__Action item__
Extract from the entries below, exactly as given, only the lines from the line containing "use crate::error::DecodeError;" to the line containing "Ok(self.body.read_string()?)", both lines included.

__Supplied records__

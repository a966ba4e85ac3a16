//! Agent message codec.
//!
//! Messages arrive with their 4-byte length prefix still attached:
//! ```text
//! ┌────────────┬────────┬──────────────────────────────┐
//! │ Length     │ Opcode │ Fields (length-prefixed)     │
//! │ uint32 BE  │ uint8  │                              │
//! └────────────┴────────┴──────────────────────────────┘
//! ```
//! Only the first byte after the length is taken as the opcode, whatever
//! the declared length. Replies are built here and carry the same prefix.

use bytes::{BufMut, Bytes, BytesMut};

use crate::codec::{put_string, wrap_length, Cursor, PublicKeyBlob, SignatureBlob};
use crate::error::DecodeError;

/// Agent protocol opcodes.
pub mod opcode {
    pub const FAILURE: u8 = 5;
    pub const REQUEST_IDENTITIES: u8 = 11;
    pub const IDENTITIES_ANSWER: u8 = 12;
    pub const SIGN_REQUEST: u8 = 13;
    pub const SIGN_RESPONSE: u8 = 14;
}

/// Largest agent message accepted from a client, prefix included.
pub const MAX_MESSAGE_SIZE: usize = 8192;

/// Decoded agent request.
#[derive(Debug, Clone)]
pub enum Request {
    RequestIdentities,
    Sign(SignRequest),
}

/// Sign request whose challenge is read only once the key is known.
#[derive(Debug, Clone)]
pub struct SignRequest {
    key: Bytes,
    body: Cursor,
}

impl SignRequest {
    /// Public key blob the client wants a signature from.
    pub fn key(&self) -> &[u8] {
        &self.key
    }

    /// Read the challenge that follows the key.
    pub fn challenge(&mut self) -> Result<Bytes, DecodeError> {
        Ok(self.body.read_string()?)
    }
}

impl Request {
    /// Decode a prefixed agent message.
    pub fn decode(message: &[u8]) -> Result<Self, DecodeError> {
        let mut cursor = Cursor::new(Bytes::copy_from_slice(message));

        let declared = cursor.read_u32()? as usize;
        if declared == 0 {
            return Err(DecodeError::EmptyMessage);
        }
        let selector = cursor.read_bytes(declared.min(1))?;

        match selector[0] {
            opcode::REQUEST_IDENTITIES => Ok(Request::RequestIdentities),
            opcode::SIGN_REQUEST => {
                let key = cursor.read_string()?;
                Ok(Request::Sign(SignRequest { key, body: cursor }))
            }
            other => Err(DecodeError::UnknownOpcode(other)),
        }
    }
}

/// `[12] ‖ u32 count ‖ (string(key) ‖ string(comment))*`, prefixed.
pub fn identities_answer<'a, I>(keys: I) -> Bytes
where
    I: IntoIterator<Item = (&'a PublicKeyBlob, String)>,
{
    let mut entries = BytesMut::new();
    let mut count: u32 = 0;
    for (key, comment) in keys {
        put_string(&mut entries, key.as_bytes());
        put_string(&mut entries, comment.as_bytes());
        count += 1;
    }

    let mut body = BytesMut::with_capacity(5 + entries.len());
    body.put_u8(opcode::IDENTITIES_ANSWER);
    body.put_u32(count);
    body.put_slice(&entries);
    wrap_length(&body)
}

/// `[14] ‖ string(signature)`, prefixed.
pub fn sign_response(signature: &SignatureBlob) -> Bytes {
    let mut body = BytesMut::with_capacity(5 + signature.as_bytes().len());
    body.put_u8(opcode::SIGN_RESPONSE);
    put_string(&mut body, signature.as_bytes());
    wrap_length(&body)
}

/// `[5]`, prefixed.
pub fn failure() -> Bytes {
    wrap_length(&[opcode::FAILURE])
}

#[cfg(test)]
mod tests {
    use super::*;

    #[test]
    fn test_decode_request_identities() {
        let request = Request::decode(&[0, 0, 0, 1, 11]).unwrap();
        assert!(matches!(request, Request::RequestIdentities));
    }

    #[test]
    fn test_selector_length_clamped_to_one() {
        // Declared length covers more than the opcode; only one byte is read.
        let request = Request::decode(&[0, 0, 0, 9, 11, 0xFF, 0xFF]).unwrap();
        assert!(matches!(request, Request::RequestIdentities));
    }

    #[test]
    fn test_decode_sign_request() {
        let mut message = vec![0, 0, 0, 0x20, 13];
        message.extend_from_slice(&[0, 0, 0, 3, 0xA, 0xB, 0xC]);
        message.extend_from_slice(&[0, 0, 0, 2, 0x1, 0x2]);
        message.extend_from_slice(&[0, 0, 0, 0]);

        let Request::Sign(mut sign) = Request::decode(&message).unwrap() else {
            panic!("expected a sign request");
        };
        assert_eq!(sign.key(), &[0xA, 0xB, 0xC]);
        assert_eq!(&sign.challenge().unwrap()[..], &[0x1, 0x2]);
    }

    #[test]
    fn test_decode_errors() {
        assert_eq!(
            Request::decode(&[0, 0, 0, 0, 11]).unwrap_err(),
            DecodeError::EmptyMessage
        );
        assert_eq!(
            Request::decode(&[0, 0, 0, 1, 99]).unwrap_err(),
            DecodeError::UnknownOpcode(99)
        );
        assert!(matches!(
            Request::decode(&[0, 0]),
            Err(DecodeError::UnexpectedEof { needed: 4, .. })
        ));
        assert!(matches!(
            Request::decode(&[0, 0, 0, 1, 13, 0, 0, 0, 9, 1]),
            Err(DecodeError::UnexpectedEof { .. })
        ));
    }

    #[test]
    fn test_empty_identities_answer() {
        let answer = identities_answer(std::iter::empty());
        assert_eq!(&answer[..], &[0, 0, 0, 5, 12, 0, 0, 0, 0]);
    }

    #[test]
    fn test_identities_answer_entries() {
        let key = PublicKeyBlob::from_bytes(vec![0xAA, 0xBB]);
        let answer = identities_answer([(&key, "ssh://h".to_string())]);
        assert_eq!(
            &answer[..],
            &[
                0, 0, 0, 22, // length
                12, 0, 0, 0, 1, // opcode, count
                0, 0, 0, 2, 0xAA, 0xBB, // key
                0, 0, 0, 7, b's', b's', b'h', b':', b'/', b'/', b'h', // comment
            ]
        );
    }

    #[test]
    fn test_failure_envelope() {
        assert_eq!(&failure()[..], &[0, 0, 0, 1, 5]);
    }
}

__Answer box__
use crate::error::DecodeError;

/// Agent protocol opcodes.
pub mod opcode {
    pub const FAILURE: u8 = 5;
    pub const REQUEST_IDENTITIES: u8 = 11;
    pub const IDENTITIES_ANSWER: u8 = 12;
    pub const SIGN_REQUEST: u8 = 13;
    pub const SIGN_RESPONSE: u8 = 14;
}

/// Largest agent message accepted from a client, prefix included.
pub const MAX_MESSAGE_SIZE: usize = 8192;

/// Decoded agent request.
#[derive(Debug, Clone)]
pub enum Request {
    RequestIdentities,
    Sign(SignRequest),
}

/// Sign request whose challenge is read only once the key is known.
#[derive(Debug, Clone)]
pub struct SignRequest {
    key: Bytes,
    body: Cursor,
}

impl SignRequest {
    /// Public key blob the client wants a signature from.
    pub fn key(&self) -> &[u8] {
        &self.key
    }

    /// Read the challenge that follows the key.
    pub fn challenge(&mut self) -> Result<Bytes, DecodeError> {
        Ok(self.body.read_string()?)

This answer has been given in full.